§ Exercise: What lines of the data hold the string "fallback"? Pull each one out.

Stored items

______________________________

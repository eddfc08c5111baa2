//! Message classification: turns inbound text into a reply directive.

use crate::catalog::ImageCatalog;
use crate::config::{GeminiConfig, RepliesConfig};
use crate::errors::BotError;
use crate::providers::{ChatRequest, LLMProvider, Message};
use serde::Serialize;
use std::sync::Arc;
use thiserror::Error;
use tracing::{debug, warn};

/// What to send back for one inbound message.
#[derive(Debug, Clone, PartialEq, Serialize)]
#[serde(tag = "type", rename_all = "lowercase")]
pub enum ReplyDirective {
    Text {
        text: String,
    },
    Sticker {
        package_id: String,
        sticker_id: String,
    },
    Image {
        url: String,
        preview_url: String,
    },
    Video {
        url: String,
        preview_url: String,
    },
    Location {
        title: String,
        address: String,
        latitude: f64,
        longitude: f64,
    },
}

impl ReplyDirective {
    pub fn text(text: impl Into<String>) -> Self {
        Self::Text { text: text.into() }
    }

    pub fn as_text(&self) -> Option<&str> {
        match self {
            Self::Text { text } => Some(text),
            _ => None,
        }
    }

    pub fn kind(&self) -> &'static str {
        match self {
            Self::Text { .. } => "text",
            Self::Sticker { .. } => "sticker",
            Self::Image { .. } => "image",
            Self::Video { .. } => "video",
            Self::Location { .. } => "location",
        }
    }

    /// Content logged as the assistant turn: the text itself for text
    /// replies, `placeholder` for everything else.
    pub fn transcript<'a>(&'a self, placeholder: &'a str) -> &'a str {
        self.as_text().unwrap_or(placeholder)
    }
}

/// Failure of the generative fallback.
#[derive(Debug, Error)]
pub enum DispatchError {
    #[error("{0:#}")]
    Responder(anyhow::Error),

    #[error("the model returned an empty reply")]
    EmptyResponse,
}

impl DispatchError {
    /// Whether the backend reported a transient failure (overload, rate limit).
    pub fn is_retryable(&self) -> bool {
        match self {
            Self::Responder(e) => e
                .downcast_ref::<BotError>()
                .is_some_and(BotError::is_retryable),
            Self::EmptyResponse => false,
        }
    }

    /// The reply users see when the generative call fails.
    pub fn into_directive(self, error_prefix: &str) -> ReplyDirective {
        ReplyDirective::text(format!("{}{}", error_prefix, self))
    }
}

/// Generation settings passed with every fallback prompt.
#[derive(Debug, Clone)]
pub struct ResponderSettings {
    pub model: Option<String>,
    pub max_tokens: u32,
    pub temperature: f32,
    pub system_prompt: Option<String>,
}

impl From<&GeminiConfig> for ResponderSettings {
    fn from(config: &GeminiConfig) -> Self {
        Self {
            model: Some(config.model.clone()),
            max_tokens: config.max_tokens,
            temperature: config.temperature,
            system_prompt: config.system_prompt.clone().filter(|s| !s.trim().is_empty()),
        }
    }
}

struct Responder {
    provider: Arc<dyn LLMProvider>,
    settings: ResponderSettings,
}

/// Model in use and the provider's counters since start-up.
#[derive(Debug, Clone, PartialEq, Eq, Serialize)]
pub struct ResponderStatus {
    pub model: String,
    pub requests: u64,
    pub tokens: u64,
    pub errors: u64,
}

/// Lower-cases after trimming; classification only ever sees this form.
pub fn normalize(raw: &str) -> String {
    raw.trim().to_lowercase()
}

pub struct Dispatcher {
    catalog: Arc<ImageCatalog>,
    replies: RepliesConfig,
    responder: Option<Responder>,
}

impl std::fmt::Debug for Dispatcher {
    fn fmt(&self, f: &mut std::fmt::Formatter<'_>) -> std::fmt::Result {
        f.debug_struct("Dispatcher")
            .field("catalog", &self.catalog)
            .field("replies", &self.replies)
            .field("responder", &self.responder.as_ref().map(|r| &r.settings))
            .finish()
    }
}

impl Dispatcher {
    pub fn new(catalog: Arc<ImageCatalog>, replies: RepliesConfig) -> Self {
        Self {
            catalog,
            replies,
            responder: None,
        }
    }

    /// Route free-form text to `provider` instead of answering with the help text.
    #[must_use]
    pub fn with_responder(
        mut self,
        provider: Arc<dyn LLMProvider>,
        settings: ResponderSettings,
    ) -> Self {
        self.responder = Some(Responder { provider, settings });
        self
    }

    /// `None` when free-form text gets the help text.
    pub fn responder_status(&self) -> Option<ResponderStatus> {
        let responder = self.responder.as_ref()?;
        let metrics = responder.provider.metrics();
        Some(ResponderStatus {
            model: responder
                .settings
                .model
                .clone()
                .unwrap_or_else(|| responder.provider.default_model().to_string()),
            requests: metrics.request_count,
            tokens: metrics.token_count,
            errors: metrics.error_count,
        })
    }

    pub fn replies(&self) -> &RepliesConfig {
        &self.replies
    }

    /// Classify `raw` and always produce a directive. A failed generative
    /// call becomes a text reply carrying the error description.
    pub async fn dispatch(&self, raw: &str) -> ReplyDirective {
        match self.try_dispatch(raw).await {
            Ok(directive) => directive,
            Err(e) => {
                warn!(
                    "generative fallback failed (retryable={}): {}",
                    e.is_retryable(),
                    e
                );
                e.into_directive(&self.replies.error_prefix)
            }
        }
    }

    /// Classify `raw`. Only the generative fallback can fail.
    pub async fn try_dispatch(&self, raw: &str) -> Result<ReplyDirective, DispatchError> {
        let text = normalize(raw);

        if let Some(directive) = self.canned(&text) {
            debug!("dispatch: canned {} reply", directive.kind());
            return Ok(directive);
        }

        if let Some(keyword) = self.search_keyword(&text) {
            return Ok(self.search_image(keyword));
        }

        let Some(responder) = self.responder.as_ref().filter(|_| !text.is_empty()) else {
            debug!("dispatch: help reply");
            return Ok(ReplyDirective::text(&self.replies.help));
        };

        debug!("dispatch: generative fallback, prompt_len={}", text.len());
        let mut messages = Vec::with_capacity(2);
        if let Some(system) = &responder.settings.system_prompt {
            messages.push(Message::system(system));
        }
        messages.push(Message::user(text));

        let response = responder
            .provider
            .chat(ChatRequest {
                messages,
                model: responder.settings.model.as_deref(),
                max_tokens: responder.settings.max_tokens,
                temperature: responder.settings.temperature,
            })
            .await
            .map_err(DispatchError::Responder)?;

        match response.content {
            Some(content) if !content.trim().is_empty() => {
                Ok(ReplyDirective::text(content.trim()))
            }
            _ => Err(DispatchError::EmptyResponse),
        }
    }

    fn canned(&self, text: &str) -> Option<ReplyDirective> {
        let r = &self.replies;
        if keyword_matches(&r.text.keyword, text) {
            Some(ReplyDirective::text(&r.text.text))
        } else if keyword_matches(&r.sticker.keyword, text) {
            Some(ReplyDirective::Sticker {
                package_id: r.sticker.package_id.clone(),
                sticker_id: r.sticker.sticker_id.clone(),
            })
        } else if keyword_matches(&r.image.keyword, text) {
            Some(ReplyDirective::Image {
                url: r.image.url.clone(),
                preview_url: r.image.preview_url.clone(),
            })
        } else if keyword_matches(&r.video.keyword, text) {
            Some(ReplyDirective::Video {
                url: r.video.url.clone(),
                preview_url: r.video.preview_url.clone(),
            })
        } else if keyword_matches(&r.location.keyword, text) {
            Some(ReplyDirective::Location {
                title: r.location.title.clone(),
                address: r.location.address.clone(),
                latitude: r.location.latitude,
                longitude: r.location.longitude,
            })
        } else {
            None
        }
    }

    /// The trimmed remainder after the search prefix, if `text` has it.
    fn search_keyword<'a>(&self, text: &'a str) -> Option<&'a str> {
        let prefix = normalize(&self.replies.image_search.prefix);
        text.strip_prefix(prefix.as_str()).map(str::trim)
    }

    fn search_image(&self, keyword: &str) -> ReplyDirective {
        match self.catalog.search(keyword) {
            Some(url) => {
                debug!("dispatch: catalog hit");
                ReplyDirective::Image {
                    url: url.to_string(),
                    preview_url: url.to_string(),
                }
            }
            None => {
                debug!("dispatch: catalog miss");
                ReplyDirective::text(&self.replies.image_search.not_found)
            }
        }
    }
}

fn keyword_matches(keyword: &str, text: &str) -> bool {
    normalize(keyword) == text
}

______________________________

§ Result of the exercise:
/// Failure of the generative fallback.
/// Generation settings passed with every fallback prompt.
                    "generative fallback failed (retryable={}): {}",
    /// Classify `raw`. Only the generative fallback can fail.
        debug!("dispatch: generative fallback, prompt_len={}", text.len());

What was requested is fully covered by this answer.